OTC Supplements Are a Different Category Entirely
You can find “male enhancement” supplements on store shelves and online without a prescription, but these are not the same thing as BlueChew or other prescription ED treatments. Products containing ingredients like L-arginine or DHEA are classified as dietary supplements, not medications. They are not FDA-approved for treating erectile dysfunction, and the evidence behind them is limited.
L-arginine, which the body uses to produce nitric oxide (a molecule that helps blood vessels relax), has shown mixed results in studies. Some evidence suggests doses between 1,500 and 5,000 mg might help with mild to moderate ED, but it can cause headaches, digestive issues, and drops in blood pressure. It’s not safe for people with gout, certain lung conditions, or those who’ve had a recent heart attack.
DHEA, a hormone supplement, may offer modest benefit for healthy middle-aged and older men with mild ED, according to a 2018 review. But because it boosts both testosterone and estrogen production, it comes with hormonal side effects like acne, hair loss, breast tissue enlargement, and testicular shrinkage. It may also increase the risk of hormone-sensitive cancers.

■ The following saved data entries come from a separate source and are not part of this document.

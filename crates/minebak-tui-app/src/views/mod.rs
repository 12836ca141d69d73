// Copyright (c) 2025 Geoffrey Huntley <ghuntley@ghuntley.com>. All rights reserved.
// SPDX-License-Identifier: Proprietary

//! One component per route.

mod about;
mod home;
mod saves;
mod settings;

pub use about::{AboutView, VERSION};
pub use home::HomeView;
pub use saves::{Focus, SavesView, StatusMessage, BACKUP, RESCAN};
pub use settings::{SettingsInfo, SettingsView};

use minebak_backup::{BackupStore, Inventory};
use minebak_tui_component::Component;

use crate::routes::ViewKind;

pub struct Views {
	pub home: HomeView,
	pub settings: SettingsView,
	pub saves: SavesView,
	pub about: AboutView,
}

impl Views {
	pub fn new(settings: SettingsInfo, inventory: Inventory, store: BackupStore) -> Self {
		Self {
			home: HomeView::new(),
			settings: SettingsView::new(settings),
			saves: SavesView::new(inventory, store),
			about: AboutView::new(),
		}
	}

	pub fn get(&self, kind: ViewKind) -> &dyn Component {
		match kind {
			ViewKind::Home => &self.home,
			ViewKind::Settings => &self.settings,
			ViewKind::Saves => &self.saves,
			ViewKind::About => &self.about,
		}
	}

	pub fn get_mut(&mut self, kind: ViewKind) -> &mut dyn Component {
		match kind {
			ViewKind::Home => &mut self.home,
			ViewKind::Settings => &mut self.settings,
			ViewKind::Saves => &mut self.saves,
			ViewKind::About => &mut self.about,
		}
	}
}
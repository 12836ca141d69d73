// Copyright (c) 2025 Geoffrey Huntley <ghuntley@ghuntley.com>. All rights reserved.
// SPDX-License-Identifier: Proprietary

use std::path::PathBuf;
use std::time::Duration;

use clap::{Parser, ValueEnum};
use minebak_cli_config::CliOverrides;

/// MineBak - back up and restore Minecraft saves from the terminal.
#[derive(Parser, Debug)]
#[command(name = "minebak", about = "Minecraft save backup manager", version)]
pub struct Args {
	/// Configuration file (defaults to the XDG config location)
	#[arg(short = 'c', long)]
	pub config_path: Option<PathBuf>,

	/// Directory backups are written to
	#[arg(long, env = "MINEBAK_BACKUP_ROOT")]
	pub backup_root: Option<PathBuf>,

	/// Interface locale, e.g. zh-cn or en-us
	#[arg(long, env = "MINEBAK_LOCALE")]
	pub locale: Option<String>,

	/// Color theme (dark, light)
	#[arg(long)]
	pub theme: Option<String>,

	/// Log output format
	#[arg(long, value_enum, default_value_t = LogFormat::Pretty)]
	pub log_format: LogFormat,

	/// Back up every save once and exit without starting the interface
	#[arg(long)]
	pub run_backup: bool,

	/// With --run-backup, keep running and back up again every MINUTES
	#[arg(
		long,
		value_name = "MINUTES",
		requires = "run_backup",
		value_parser = clap::value_parser!(u64).range(1..)
	)]
	pub every: Option<u64>,
}

#[derive(Debug, Clone, Copy, PartialEq, Eq, ValueEnum)]
pub enum LogFormat {
	Pretty,
	Compact,
	Json,
}

impl Args {
	pub fn overrides(&self) -> CliOverrides {
		CliOverrides {
			locale: self.locale.clone(),
			theme: self.theme.clone(),
			backup_root: self.backup_root.clone(),
		}
	}

	pub fn every(&self) -> Option<Duration> {
		self.every.map(|minutes| Duration::from_secs(minutes * 60))
	}
}

#[cfg(test)]
mod tests {
	use super::*;

	#[test]
	fn test_defaults() {
		let args = Args::try_parse_from(["minebak"]).unwrap();
		assert!(args.config_path.is_none());
		assert!(!args.run_backup);
		assert!(args.every().is_none());
		assert_eq!(args.log_format, LogFormat::Pretty);
	}

	#[test]
	fn test_overrides_carry_flags() {
		let args = Args::try_parse_from([
			"minebak",
			"-c",
			"/tmp/minebak.toml",
			"--locale",
			"en-us",
			"--theme",
			"light",
			"--backup-root",
			"/srv/backups",
			"--run-backup",
		])
		.unwrap();
		assert_eq!(args.config_path, Some(PathBuf::from("/tmp/minebak.toml")));
		assert!(args.run_backup);
		assert_eq!(
			args.overrides(),
			CliOverrides {
				locale: Some("en-us".to_string()),
				theme: Some("light".to_string()),
				backup_root: Some(PathBuf::from("/srv/backups")),
			}
		);
	}

	#[test]
	fn test_log_format_values() {
		let args = Args::try_parse_from(["minebak", "--log-format", "json"]).unwrap();
		assert_eq!(args.log_format, LogFormat::Json);
		assert!(Args::try_parse_from(["minebak", "--log-format", "xml"]).is_err());
	}

	#[test]
	fn test_every_needs_run_backup() {
		let args = Args::try_parse_from(["minebak", "--run-backup", "--every", "30"]).unwrap();
		assert_eq!(args.every(), Some(Duration::from_secs(30 * 60)));

		assert!(Args::try_parse_from(["minebak", "--every", "30"]).is_err());
		assert!(Args::try_parse_from(["minebak", "--run-backup", "--every", "0"]).is_err());
	}
}
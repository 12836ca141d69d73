// Copyright (c) 2025 Geoffrey Huntley <ghuntley@ghuntley.com>. All rights reserved.
// SPDX-License-Identifier: Proprietary

/// Navigation history the router drives.
pub trait History {
	fn location(&self) -> &str;

	fn push(&mut self, path: &str);

	fn replace(&mut self, path: &str);

	/// Move `delta` entries; returns `false` and stays put when out of range.
	fn go(&mut self, delta: isize) -> bool;

	fn can_go(&self, delta: isize) -> bool;
}

/// History kept entirely in memory, starting at `/`.
#[derive(Debug, Clone, PartialEq, Eq)]
pub struct MemoryHistory {
	entries: Vec<String>,
	position: usize,
}

impl Default for MemoryHistory {
	fn default() -> Self {
		Self::new()
	}
}

impl MemoryHistory {
	pub fn new() -> Self {
		Self::with_initial("/")
	}

	pub fn with_initial(path: impl Into<String>) -> Self {
		Self {
			entries: vec![path.into()],
			position: 0,
		}
	}

	pub fn entries(&self) -> &[String] {
		&self.entries
	}

	pub fn position(&self) -> usize {
		self.position
	}

	pub fn len(&self) -> usize {
		self.entries.len()
	}

	pub fn is_empty(&self) -> bool {
		self.entries.is_empty()
	}

	fn target(&self, delta: isize) -> Option<usize> {
		let target = self.position.checked_add_signed(delta)?;
		(target < self.entries.len()).then_some(target)
	}
}

impl History for MemoryHistory {
	fn location(&self) -> &str {
		&self.entries[self.position]
	}

	fn push(&mut self, path: &str) {
		self.entries.truncate(self.position + 1);
		self.entries.push(path.to_string());
		self.position = self.entries.len() - 1;
	}

	fn replace(&mut self, path: &str) {
		self.entries[self.position] = path.to_string();
	}

	fn go(&mut self, delta: isize) -> bool {
		match self.target(delta) {
			Some(target) => {
				self.position = target;
				true
			}
			None => false,
		}
	}

	fn can_go(&self, delta: isize) -> bool {
		self.target(delta).is_some()
	}
}
// Copyright (c) 2025 Geoffrey Huntley <ghuntley@ghuntley.com>. All rights reserved.
// SPDX-License-Identifier: Proprietary

//! Configuration management for MineBak.
//!
//! This crate provides:
//! - XDG Base Directory compliant path resolution
//! - TOML configuration file loading, recovery and saving
//! - Command line overrides
//! - Configuration validation

pub mod error;
pub mod paths;
pub mod settings;

pub use error::ConfigError;
pub use paths::{default_backup_root, resolve_xdg_paths, PathsConfig};
pub use settings::{load_config, load_or_recover, CliOverrides, MinebakConfig, DEFAULT_THEME};

/// Load the configuration at `path` (or the XDG default) and apply CLI overrides.
///
/// A broken file is set aside and defaults are used.
pub fn load_config_with_cli(
	path: Option<&std::path::Path>,
	cli: CliOverrides,
) -> Result<MinebakConfig, ConfigError> {
	let mut config = match path {
		Some(path) => load_or_recover(path),
		None => load_or_recover(&resolve_xdg_paths()?.config_file),
	};
	config.apply_overrides(cli);
	config.settle_fallback();
	config.validate()?;
	Ok(config)
}
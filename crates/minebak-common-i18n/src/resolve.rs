// Copyright (c) 2025 Geoffrey Huntley <ghuntley@ghuntley.com>. All rights reserved.
// SPDX-License-Identifier: Proprietary

//! Locale resolution logic.

use crate::locale::{normalize_locale, DEFAULT_LOCALE, LOCALES};

/// Resolve the effective locale from a user preference and a default.
///
/// Resolution order (highest to lowest priority):
/// 1. User's locale preference (exact match after normalization)
/// 2. User's language, matched to the first locale of that language
/// 3. The given default, resolved the same way
/// 4. [`DEFAULT_LOCALE`]
///
/// # Example
///
/// ```
/// use minebak_common_i18n::resolve_locale;
///
/// assert_eq!(resolve_locale(Some("en_US.UTF-8"), "zh-cn"), "en-us");
/// assert_eq!(resolve_locale(Some("en-GB"), "zh-cn"), "en-us");
/// assert_eq!(resolve_locale(None, "en-us"), "en-us");
/// assert_eq!(resolve_locale(Some("fr"), "also_invalid"), "zh-cn");
/// ```
pub fn resolve_locale(user_locale: Option<&str>, default: &str) -> &'static str {
	if let Some(locale) = user_locale.and_then(match_locale) {
		return locale;
	}

	match_locale(default).unwrap_or(DEFAULT_LOCALE)
}

fn match_locale(requested: &str) -> Option<&'static str> {
	let requested = normalize_locale(requested);
	if requested.is_empty() {
		return None;
	}

	if let Some(info) = LOCALES.iter().find(|info| info.code == requested) {
		return Some(info.code);
	}

	let language = requested.split('-').next()?;
	LOCALES
		.iter()
		.find(|info| info.code.split('-').next() == Some(language))
		.map(|info| info.code)
}

#[cfg(test)]
mod tests {
	use super::*;

	#[test]
	fn test_user_preference_takes_priority() {
		assert_eq!(resolve_locale(Some("en-us"), "zh-cn"), "en-us");
		assert_eq!(resolve_locale(Some("zh-cn"), "en-us"), "zh-cn");
	}

	#[test]
	fn test_language_only_matches_first_region() {
		assert_eq!(resolve_locale(Some("zh"), "en-us"), "zh-cn");
		assert_eq!(resolve_locale(Some("zh-TW"), "en-us"), "zh-cn");
		assert_eq!(resolve_locale(Some("en"), "zh-cn"), "en-us");
	}

	#[test]
	fn test_default_when_no_user_preference() {
		assert_eq!(resolve_locale(None, "en-us"), "en-us");
		assert_eq!(resolve_locale(None, "zh_CN"), "zh-cn");
	}

	#[test]
	fn test_fallback_when_both_invalid() {
		assert_eq!(resolve_locale(Some("invalid"), "also_invalid"), DEFAULT_LOCALE);
		assert_eq!(resolve_locale(None, "fr"), DEFAULT_LOCALE);
	}

	#[test]
	fn test_empty_string_is_invalid() {
		assert_eq!(resolve_locale(Some(""), "en-us"), "en-us");
		assert_eq!(resolve_locale(None, ""), DEFAULT_LOCALE);
	}
}
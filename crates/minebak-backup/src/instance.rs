// Copyright (c) 2025 Geoffrey Huntley <ghuntley@ghuntley.com>. All rights reserved.
// SPDX-License-Identifier: Proprietary

//! Discovery of Minecraft instances and their saves.

use std::fmt;
use std::fs;
use std::path::{Path, PathBuf};
use std::str::FromStr;

use serde::{Deserialize, Serialize};
use sha2::{Digest, Sha256};

use crate::error::{BackupError, Result};

/// Directory layout of a launcher installation.
#[derive(Debug, Clone, Copy, PartialEq, Eq, Hash, Serialize, Deserialize)]
#[serde(rename_all = "snake_case")]
pub enum InstanceKind {
	/// The root itself is a `.minecraft` directory.
	Normal,
	/// Every directory under `versions/` is its own game directory.
	VersionIsolated,
	/// MultiMC / Prism style `instances/<id>/instance.cfg`.
	MultiMc,
}

impl InstanceKind {
	pub fn as_str(&self) -> &'static str {
		match self {
			Self::Normal => "normal",
			Self::VersionIsolated => "version_isolated",
			Self::MultiMc => "multi_mc",
		}
	}
}

impl fmt::Display for InstanceKind {
	fn fmt(&self, f: &mut fmt::Formatter<'_>) -> fmt::Result {
		f.write_str(self.as_str())
	}
}

impl FromStr for InstanceKind {
	type Err = BackupError;

	fn from_str(s: &str) -> Result<Self> {
		match s.trim().to_ascii_lowercase().replace('-', "_").as_str() {
			"normal" => Ok(Self::Normal),
			"version_isolated" | "isolated" => Ok(Self::VersionIsolated),
			"multi_mc" | "multimc" | "prism" => Ok(Self::MultiMc),
			other => Err(BackupError::UnknownKind(other.to_string())),
		}
	}
}

/// A configured launcher directory.
#[derive(Debug, Clone, PartialEq, Eq, Serialize, Deserialize)]
pub struct InstanceRoot {
	pub path: PathBuf,
	pub kind: InstanceKind,
}

#[derive(Debug, Clone, PartialEq, Eq)]
pub struct Save {
	pub name: String,
	pub path: PathBuf,
}

#[derive(Debug, Clone, PartialEq, Eq)]
pub struct Instance {
	pub name: String,
	/// Digest of the canonical game directory; see [`InstanceKey`].
	pub id: String,
	pub kind: InstanceKind,
	pub game_dir: PathBuf,
	pub saves: Vec<Save>,
}

/// Identifies an instance in the backup store.
///
/// Launchers happily produce several instances with the same display name
/// (every plain root is called `.minecraft`), so backups are keyed by `id`,
/// a digest of the canonical game directory. `name` is only for display.
#[derive(Debug, Clone, PartialEq, Eq, Hash, Serialize, Deserialize)]
pub struct InstanceKey {
	pub name: String,
	pub id: String,
}

impl InstanceKey {
	pub fn new(name: impl Into<String>, game_dir: &Path) -> Self {
		Self {
			name: name.into(),
			id: instance_id(game_dir),
		}
	}
}

const INSTANCE_ID_LEN: usize = 16;

/// Short hex digest of the canonical form of `game_dir`.
pub fn instance_id(game_dir: &Path) -> String {
	let canonical = fs::canonicalize(game_dir).unwrap_or_else(|_| game_dir.to_path_buf());
	let digest = Sha256::digest(canonical.to_string_lossy().as_bytes());
	let mut id = hex::encode(digest);
	id.truncate(INSTANCE_ID_LEN);
	id
}

impl InstanceRoot {
	pub fn new(path: impl Into<PathBuf>, kind: InstanceKind) -> Self {
		Self {
			path: path.into(),
			kind,
		}
	}

	/// Find every instance under this root, sorted by name.
	pub fn scan(&self) -> Result<Vec<Instance>> {
		if !self.path.is_dir() {
			return Err(BackupError::MissingRoot(self.path.clone()));
		}

		let mut instances = match self.kind {
			InstanceKind::Normal => vec![self.normal_instance()?],
			InstanceKind::VersionIsolated => self.scan_versions()?,
			InstanceKind::MultiMc => self.scan_multimc()?,
		};
		instances.sort_by(|a, b| a.name.cmp(&b.name));
		tracing::debug!(root = %self.path.display(), kind = %self.kind, count = instances.len(), "scanned instance root");
		Ok(instances)
	}

	fn normal_instance(&self) -> Result<Instance> {
		let name = dir_name(&self.path).unwrap_or_else(|| "minecraft".to_string());
		Instance::open(name, InstanceKind::Normal, self.path.clone())
	}

	fn scan_versions(&self) -> Result<Vec<Instance>> {
		let versions = nested(&self.path, "versions");
		if !versions.is_dir() {
			tracing::warn!(path = %versions.display(), "no versions directory");
			return Ok(Vec::new());
		}

		let mut instances = Vec::new();
		for dir in subdirectories(&versions)? {
			let Some(name) = dir_name(&dir) else {
				continue;
			};
			instances.push(Instance::open(name, InstanceKind::VersionIsolated, dir)?);
		}
		Ok(instances)
	}

	fn scan_multimc(&self) -> Result<Vec<Instance>> {
		let root = nested(&self.path, "instances");
		if !root.is_dir() {
			tracing::warn!(path = %root.display(), "no instances directory");
			return Ok(Vec::new());
		}

		let mut instances = Vec::new();
		for dir in subdirectories(&root)? {
			let cfg = dir.join("instance.cfg");
			if !cfg.is_file() {
				tracing::warn!(path = %dir.display(), "invalid instance: missing instance.cfg, skipping");
				continue;
			}

			let contents = fs::read_to_string(&cfg).map_err(|e| BackupError::io(&cfg, e))?;
			let name = instance_cfg_name(&contents)
				.or_else(|| dir_name(&dir))
				.unwrap_or_default();

			let game_dir = [".minecraft", "minecraft"]
				.iter()
				.map(|candidate| dir.join(candidate))
				.find(|candidate| candidate.is_dir());
			let Some(game_dir) = game_dir else {
				tracing::warn!(path = %dir.display(), "invalid instance: no game directory, skipping");
				continue;
			};

			tracing::debug!(name = %name, "instance detected");
			instances.push(Instance::open(name, InstanceKind::MultiMc, game_dir)?);
		}
		Ok(instances)
	}
}

impl Instance {
	fn open(name: String, kind: InstanceKind, game_dir: PathBuf) -> Result<Self> {
		let saves = scan_saves(&game_dir)?;
		Ok(Self {
			id: instance_id(&game_dir),
			name,
			kind,
			game_dir,
			saves,
		})
	}

	pub fn key(&self) -> InstanceKey {
		InstanceKey {
			name: self.name.clone(),
			id: self.id.clone(),
		}
	}

	pub fn save(&self, name: &str) -> Option<&Save> {
		self.saves.iter().find(|save| save.name == name)
	}
}

/// Every save directory under `<game_dir>/saves`, sorted by name.
///
/// Hidden directories (such as restore staging) are not saves.
pub fn scan_saves(game_dir: &Path) -> Result<Vec<Save>> {
	let saves_dir = game_dir.join("saves");
	if !saves_dir.is_dir() {
		return Ok(Vec::new());
	}
	let saves = subdirectories(&saves_dir)?
		.into_iter()
		.filter_map(|path| dir_name(&path).map(|name| Save { name, path }))
		.filter(|save| !save.name.starts_with('.'))
		.collect();
	Ok(saves)
}

fn instance_cfg_name(contents: &str) -> Option<String> {
	contents
		.lines()
		.find_map(|line| line.trim().strip_prefix("name="))
		.map(|name| name.trim().to_string())
		.filter(|name| !name.is_empty())
}

fn nested(root: &Path, leaf: &str) -> PathBuf {
	if root.ends_with(leaf) {
		root.to_path_buf()
	} else {
		root.join(leaf)
	}
}

fn dir_name(path: &Path) -> Option<String> {
	path.file_name().map(|name| name.to_string_lossy().into_owned())
}

fn subdirectories(dir: &Path) -> Result<Vec<PathBuf>> {
	let entries = fs::read_dir(dir).map_err(|e| BackupError::io(dir, e))?;
	let mut dirs = Vec::new();
	for entry in entries {
		let path = entry.map_err(|e| BackupError::io(dir, e))?.path();
		if path.is_dir() {
			dirs.push(path);
		}
	}
	dirs.sort();
	Ok(dirs)
}

/// A scan error for one root; other roots are still listed.
#[derive(Debug)]
pub struct ScanFailure {
	pub root: PathBuf,
	pub error: BackupError,
}

/// All instances found under a set of roots.
#[derive(Debug, Clone, Default)]
pub struct Inventory {
	roots: Vec<InstanceRoot>,
	instances: Vec<Instance>,
}

impl Inventory {
	pub fn new(roots: Vec<InstanceRoot>) -> Self {
		Self {
			roots,
			instances: Vec::new(),
		}
	}

	pub fn roots(&self) -> &[InstanceRoot] {
		&self.roots
	}

	pub fn instances(&self) -> &[Instance] {
		&self.instances
	}

	/// Rescan every root, replacing the previous listing.
	pub fn rescan(&mut self) -> Vec<ScanFailure> {
		let mut instances = Vec::new();
		let mut failures = Vec::new();
		for root in &self.roots {
			match root.scan() {
				Ok(found) => instances.extend(found),
				Err(error) => {
					tracing::warn!(root = %root.path.display(), error = %error, "instance root scan failed");
					failures.push(ScanFailure {
						root: root.path.clone(),
						error,
					});
				}
			}
		}
		self.instances = instances;
		failures
	}

	pub fn saves(&self) -> impl Iterator<Item = (&Instance, &Save)> {
		self.instances
			.iter()
			.flat_map(|instance| instance.saves.iter().map(move |save| (instance, save)))
	}

	pub fn save_count(&self) -> usize {
		self.instances.iter().map(|instance| instance.saves.len()).sum()
	}
}
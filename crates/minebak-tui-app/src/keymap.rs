// Copyright (c) 2025 Geoffrey Huntley <ghuntley@ghuntley.com>. All rights reserved.
// SPDX-License-Identifier: Proprietary

use crossterm::event::{KeyCode, KeyEvent, KeyModifiers};
use minebak_tui_core::{Action, Keymap};
use minebak_tui_router::normalize_path;

/// Custom action kind: move to the next available locale.
pub const CYCLE_LOCALE: &str = "cycle_locale";

/// Keys that work on every page.
#[derive(Debug, Clone, PartialEq, Eq)]
pub struct ShellKeymap {
	routes: Vec<&'static str>,
}

impl ShellKeymap {
	pub fn new(routes: impl IntoIterator<Item = &'static str>) -> Self {
		Self {
			routes: routes.into_iter().collect(),
		}
	}

	fn step(&self, route: &str, delta: isize) -> Option<Action> {
		let len = self.routes.len() as isize;
		if len == 0 {
			return None;
		}
		let current = normalize_path(route);
		let target = match self
			.routes
			.iter()
			.position(|path| normalize_path(path) == current)
		{
			Some(index) => (index as isize + delta).rem_euclid(len) as usize,
			None => 0,
		};
		Some(Action::Navigate(self.routes[target].to_string()))
	}
}

impl Keymap<Action> for ShellKeymap {
	fn key_to_action(&self, key: &KeyEvent, route: &str) -> Option<Action> {
		let ctrl = key.modifiers.contains(KeyModifiers::CONTROL);
		let alt = key.modifiers.contains(KeyModifiers::ALT);

		match key.code {
			KeyCode::Char('c') if ctrl => Some(Action::Quit),
			KeyCode::Char('l') if ctrl => Some(Action::custom(CYCLE_LOCALE, "")),
			KeyCode::Char('q') if !ctrl && !alt => Some(Action::Quit),
			KeyCode::Char(digit @ '1'..='9') if !ctrl && !alt => {
				let index = digit as usize - '1' as usize;
				self.routes
					.get(index)
					.map(|path| Action::Navigate(path.to_string()))
			}
			KeyCode::Tab => self.step(route, 1),
			KeyCode::BackTab => self.step(route, -1),
			KeyCode::Backspace => Some(Action::Back),
			KeyCode::Left if alt => Some(Action::Back),
			KeyCode::Right if alt => Some(Action::Forward),
			_ => None,
		}
	}
}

Neither of these supplements comes close to the effectiveness of prescription ED medications, which work through a well-understood mechanism and have decades of clinical data behind them. The OTC products you see marketed for sexual performance are largely unregulated, and some have been found to contain undisclosed prescription drug ingredients, which makes them potentially dangerous.
What BlueChew Costs
BlueChew operates on a subscription model. You choose a plan based on the medication and number of tablets you want per month, and the tablets ship directly to you. Pricing varies by medication type, dosage, and quantity. The online consultation is included in the subscription, so there’s no separate fee to see the provider. Because BlueChew uses compounded generics rather than brand-name drugs, the cost per dose is significantly lower than picking up Viagra or Cialis at a retail pharmacy.
The subscription auto-renews monthly, and you can cancel or adjust your plan. Insurance typically does not cover compounded medications or telehealth ED services like BlueChew, so the listed price is what you’ll pay out of pocket.